« Kevin Ngo

SQLAlchemy is Sorcery

15 Dec 2011

Recently at work, I had to populate a database table with contact information of network admins of secure VLANs behind firewall contexts. The information would be able to be viewed from Maintain, Oregon State’s DNS/DHCP management web application. I first had to point Maintain towards a new table containing VLAN and firewall context pairings that was being populated programmatically whereas the current table containing VLAN information was populated manually.

There was an issue. A subnet table was pointing to the current VLAN table by referencing its database ID. cue facepalm. The decade-old moldy codebase started to smell yet again. In order to point Maintain to the new table, I had to port the subnet table to point towards the VLAN ID rather than a database ID. I dread being a data entry monkey, so I set off to write a script to port the data. Since it involved handling a database, I figured this would be a good of a time as any to play with SQLAlchemy, an SQL ORM package for Python.

How SQLAlchemy differs from the familiar Django ORM is SQLAlchemy’s over-overwhelming amount of documentation and its concept of sessions. A session establishes all conversations with a database and acts as a “holding zone” for all objects loaded or associated with it during its lifespan. Essentially, it is sentient. A session can be binded to the database and tables can be mapped to objects like so:

db = create_engine(DB_STRING, echo=False)
session = sessionmaker(bind=db)()

metadata = MetaData(db)
subnet_table = Table('subnet', metadata, autoload=True)
vlan_table = Table('vlan', metadata, autoload=True)

# empty classes that db will be mapped to
class Subnet(object):
class Vlan(object):
subnetmapper = mapper(Subnet, subnet_table)
vlanmapper = mapper(Vlan, vlan_table)

In my case, I wanted the subnet table to point at the vlan id field in the vlan table, not towards the database index. So I would query it like so:

for subnet in session.query(Subnet).all():

    vlan_db_id = subnet.vlan

    # get actual vlan id from the vlan db id in subnet field
    for vlan_result in session.query(Vlan).filter(Vlan.id==subnet.vlan):
        subnet.vlan = vlan_result.vlan_id


In a way, it joins the subnet table to the vlan table. It changes the subnet’s vlan id field and tells the session to commit it to the database. Note that Django’s ORM is similar (object.save()), however there is no recollection of it after the operation. In SQLAlchemy, the session remembers all.

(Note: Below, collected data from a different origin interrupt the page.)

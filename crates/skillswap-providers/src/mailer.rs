use anyhow::{Result, bail};
use serde::Serialize;
use tracing::info;

/// Transactional email. With no API key configured the mailer runs in dev
/// mode and logs the message instead of sending it, so OTP flows work on a
/// laptop without a provider account.
pub struct Mailer {
    http: reqwest::Client,
    base_url: String,
    api_key: Option<String>,
    from: String,
}

#[derive(Serialize)]
struct SendRequest<'a> {
    from: &'a str,
    to: &'a str,
    subject: &'a str,
    text: &'a str,
}

impl Mailer {
    pub fn new(base_url: impl Into<String>, api_key: Option<String>, from: impl Into<String>) -> Self {
        Self {
            http: reqwest::Client::new(),
            base_url: base_url.into(),
            api_key,
            from: from.into(),
        }
    }

    pub async fn send(&self, to: &str, subject: &str, text: &str) -> Result<()> {
        let Some(api_key) = &self.api_key else {
            info!("mailer (dev mode) to={} subject={:?} body={:?}", to, subject, text);
            return Ok(());
        };

        let body = SendRequest {
            from: &self.from,
            to,
            subject,
            text,
        };
        let resp = self
            .http
            .post(format!("{}/send", self.base_url))
            .bearer_auth(api_key)
            .json(&body)
            .send()
            .await?;

        let status = resp.status();
        if !status.is_success() {
            bail!("email provider returned {}", status);
        }
        Ok(())
    }

    pub async fn send_otp(&self, to: &str, purpose: &str, code: &str) -> Result<()> {
        let subject = match purpose {
            "verify_email" => "Verify your SkillSwap account",
            "reset_password" => "Your SkillSwap password reset code",
            "change_email" => "Confirm your new SkillSwap email",
            _ => "Your SkillSwap code",
        };
        let text = format!("Your code is {code}. It expires in 10 minutes.");
        self.send(to, subject, &text).await
    }
}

I am sure there is a more compact way to implement this join given SQLAlchemy’s immense querying API, but for a one-off script, it wasn’t bad. I also wanted to write a script that would ameliorate the boredom of manual entry in populating the firewall contacts table. So I wrote another script that would ask for user input and enter data into the database through the command line which would be a bit faster than clicking around PHPMyAdmin. This was a bit more difficult.

# get SECURE vlans that don't have ANY contact info
print "Getting secure VLANs that do not have ANY contact info for you to fill out"
exists_filter = exists().where(and_(Vlan.vlan_id==Contact.vlan_id, Vlan.context==Contact.context))

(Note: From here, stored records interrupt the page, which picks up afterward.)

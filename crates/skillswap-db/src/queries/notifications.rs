use crate::Database;
use crate::models::{NotificationRow, PushTokenRow};
use anyhow::Result;
use rusqlite::params;

fn map_notification(row: &rusqlite::Row<'_>) -> rusqlite::Result<NotificationRow> {
    Ok(NotificationRow {
        id: row.get(0)?,
        user_id: row.get(1)?,
        kind: row.get(2)?,
        body: row.get(3)?,
        read: row.get::<_, i64>(4)? != 0,
        created_at: row.get(5)?,
    })
}

impl Database {
    pub fn insert_notification(
        &self,
        id: &str,
        user_id: &str,
        kind: &str,
        body: &str,
    ) -> Result<()> {
        self.with_conn(|conn| {
            conn.execute(
                "INSERT INTO notifications (id, user_id, kind, body) VALUES (?1, ?2, ?3, ?4)",
                params![id, user_id, kind, body],
            )?;
            Ok(())
        })
    }

    pub fn list_notifications(&self, user_id: &str, limit: u32) -> Result<Vec<NotificationRow>> {
        self.with_conn(|conn| {
            let mut stmt = conn.prepare(
                "SELECT id, user_id, kind, body, read, created_at
                 FROM notifications
                 WHERE user_id = ?1
                 ORDER BY created_at DESC, rowid DESC
                 LIMIT ?2",
            )?;
            let rows = stmt
                .query_map(params![user_id, limit], map_notification)?
                .collect::<std::result::Result<Vec<_>, _>>()?;
            Ok(rows)
        })
    }

    /// Scoped to the owner so one user can't flip another's notification.
    pub fn mark_notification_read(&self, id: &str, user_id: &str) -> Result<bool> {
        self.with_conn(|conn| {
            let changed = conn.execute(
                "UPDATE notifications SET read = 1 WHERE id = ?1 AND user_id = ?2",
                params![id, user_id],
            )?;
            Ok(changed == 1)
        })
    }

    pub fn mark_all_notifications_read(&self, user_id: &str) -> Result<u32> {
        self.with_conn(|conn| {
            let changed = conn.execute(
                "UPDATE notifications SET read = 1 WHERE user_id = ?1 AND read = 0",
                [user_id],
            )?;
            Ok(changed as u32)
        })
    }

    // -- Push tokens --

    pub fn upsert_push_token(&self, user_id: &str, token: &str, platform: &str) -> Result<()> {
        self.with_conn(|conn| {
            conn.execute(
                "INSERT INTO push_tokens (user_id, token, platform) VALUES (?1, ?2, ?3)
                 ON CONFLICT(user_id, token) DO UPDATE SET platform = excluded.platform",
                params![user_id, token, platform],
            )?;
            Ok(())
        })
    }

    pub fn delete_push_token(&self, user_id: &str, token: &str) -> Result<()> {
        self.with_conn(|conn| {
            conn.execute(
                "DELETE FROM push_tokens WHERE user_id = ?1 AND token = ?2",
                params![user_id, token],
            )?;
            Ok(())
        })
    }

    pub fn push_tokens_for(&self, user_id: &str) -> Result<Vec<PushTokenRow>> {
        self.with_conn(|conn| {
            let mut stmt = conn.prepare(
                "SELECT token, platform FROM push_tokens WHERE user_id = ?1",
            )?;
            let rows = stmt
                .query_map([user_id], |row| {
                    Ok(PushTokenRow {
                        token: row.get(0)?,
                        platform: row.get(1)?,
                    })
                })?
                .collect::<std::result::Result<Vec<_>, _>>()?;
            Ok(rows)
        })
    }
}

print "%s of those VLANs found" % (session.query(Vlan).filter(and_(Vlan.context!='', ~exists_filter)).count())

This grabs all of the secure VLANs that did not yet have any contact information filled out. Since it was populating an empty table, I had to check if a corresponding entry did not exist in the other table. To do this, I had to write a filter that checked that a corresponding entry DID exist, and later apply a NOT operator to get what I desired.

for vlan in session.query(Vlan).filter(and_(Vlan.context!='', ~exists_filter)).order_by('context'):

    if query_yes_no("No contact information found for %s[%s] on %s. Fill it out?" % (vlan.name, vlan.vlan_id, vlan.context)):
        new_contact = Contact()
        new_contact.vlan_id = vlan.vlan_id
        new_contact.context = vlan.context

        new_contact.name = query("    Contact name? ")
        new_contact.email = query("    Contact email? ")
        new_contact.phone = query("    Contact phone? ")
        new_contact.department = query("    Department? ")

Rather than updating information like before, this creates a new object in the database and adds it. Flushing the session sends the SQL to the database server. I ended up not using this script because I found a website on our intranet that contained contact information that I could scrape and enter into the database programatically. To do this, I used Beautiful Soup, which is brilliant, alongside SQLAlchemy. You can check out how I did that in a future blog post. SQLAlchemy is huge, and this was just the tip of the iceberg, but I simply highlighted how I pulled some basic usage out of it.